Saved entries:
# # # # #

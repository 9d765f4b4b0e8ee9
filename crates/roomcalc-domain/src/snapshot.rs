//! Point-in-time capture of the shared room collection.
//!
//! A `RoomSnapshot` owns its own list of room handles, so it can be iterated,
//! serialized or handed to another thread without holding the collection lock.

use crate::{Metric, Room, RoomId};
use chrono::{DateTime, Utc};
use serde::Serialize;
use std::sync::Arc;

#[derive(Debug, Clone, Serialize)]
pub struct RoomSnapshot {
    rooms: Vec<Arc<Room>>,
    taken_at: DateTime<Utc>,
}

impl RoomSnapshot {
    pub(crate) fn new(rooms: Vec<Arc<Room>>) -> Self {
        Self {
            rooms,
            taken_at: Utc::now(),
        }
    }

    pub fn empty() -> Self {
        Self::new(Vec::new())
    }

    pub fn rooms(&self) -> &[Arc<Room>] {
        &self.rooms
    }

    pub fn iter(&self) -> impl Iterator<Item = &Arc<Room>> {
        self.rooms.iter()
    }

    pub fn len(&self) -> usize {
        self.rooms.len()
    }

    pub fn is_empty(&self) -> bool {
        self.rooms.is_empty()
    }

    pub fn taken_at(&self) -> DateTime<Utc> {
        self.taken_at
    }

    pub fn ids(&self) -> Vec<RoomId> {
        self.rooms.iter().map(|r| r.id()).collect()
    }

    pub fn values(&self, metric: Metric) -> Vec<u64> {
        self.rooms.iter().map(|r| r.metric(metric)).collect()
    }

    /// True when both snapshots hold the same room handles in the same order.
    pub fn same_rooms(&self, other: &RoomSnapshot) -> bool {
        self.rooms.len() == other.rooms.len()
            && self
                .rooms
                .iter()
                .zip(other.rooms.iter())
                .all(|(a, b)| Arc::ptr_eq(a, b))
    }
}

impl<'a> IntoIterator for &'a RoomSnapshot {
    type Item = &'a Arc<Room>;
    type IntoIter = std::slice::Iter<'a, Arc<Room>>;

    fn into_iter(self) -> Self::IntoIter {
        self.rooms.iter()
    }
}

# # # # #

TASK TO COMPLETE: Once you have read the records above, write them out again exactly.

ANSWER TO THIS PROBLEM:
repository 9d765f4b4b0e8ee9
filename crates/roomcalc-domain/src/snapshot.rs
//! Point-in-time capture of the shared room collection.
//!
//! A `RoomSnapshot` owns its own list of room handles, so it can be iterated,
//! serialized or handed to another thread without holding the collection lock.

use crate::{Metric, Room, RoomId};
use chrono::{DateTime, Utc};
use serde::Serialize;
use std::sync::Arc;

#[derive(Debug, Clone, Serialize)]
pub struct RoomSnapshot {
    rooms: Vec<Arc<Room>>,
    taken_at: DateTime<Utc>,
}

impl RoomSnapshot {
    pub(crate) fn new(rooms: Vec<Arc<Room>>) -> Self {
        Self {
            rooms,
            taken_at: Utc::now(),
        }
    }

    pub fn empty() -> Self {
        Self::new(Vec::new())
    }

    pub fn rooms(&self) -> &[Arc<Room>] {
        &self.rooms
    }

    pub fn iter(&self) -> impl Iterator<Item = &Arc<Room>> {
        self.rooms.iter()
    }

    pub fn len(&self) -> usize {
        self.rooms.len()
    }

    pub fn is_empty(&self) -> bool {
        self.rooms.is_empty()
    }

    pub fn taken_at(&self) -> DateTime<Utc> {
        self.taken_at
    }

    pub fn ids(&self) -> Vec<RoomId> {
        self.rooms.iter().map(|r| r.id()).collect()
    }

    pub fn values(&self, metric: Metric) -> Vec<u64> {
        self.rooms.iter().map(|r| r.metric(metric)).collect()
    }

    /// True when both snapshots hold the same room handles in the same order.
    pub fn same_rooms(&self, other: &RoomSnapshot) -> bool {
        self.rooms.len() == other.rooms.len()
            && self
                .rooms
                .iter()
                .zip(other.rooms.iter())
                .all(|(a, b)| Arc::ptr_eq(a, b))
    }
}

impl<'a> IntoIterator for &'a RoomSnapshot {
    type Item = &'a Arc<Room>;
    type IntoIter = std::slice::Iter<'a, Arc<Room>>;

    fn into_iter(self) -> Self::IntoIter {
        self.rooms.iter()
    }
}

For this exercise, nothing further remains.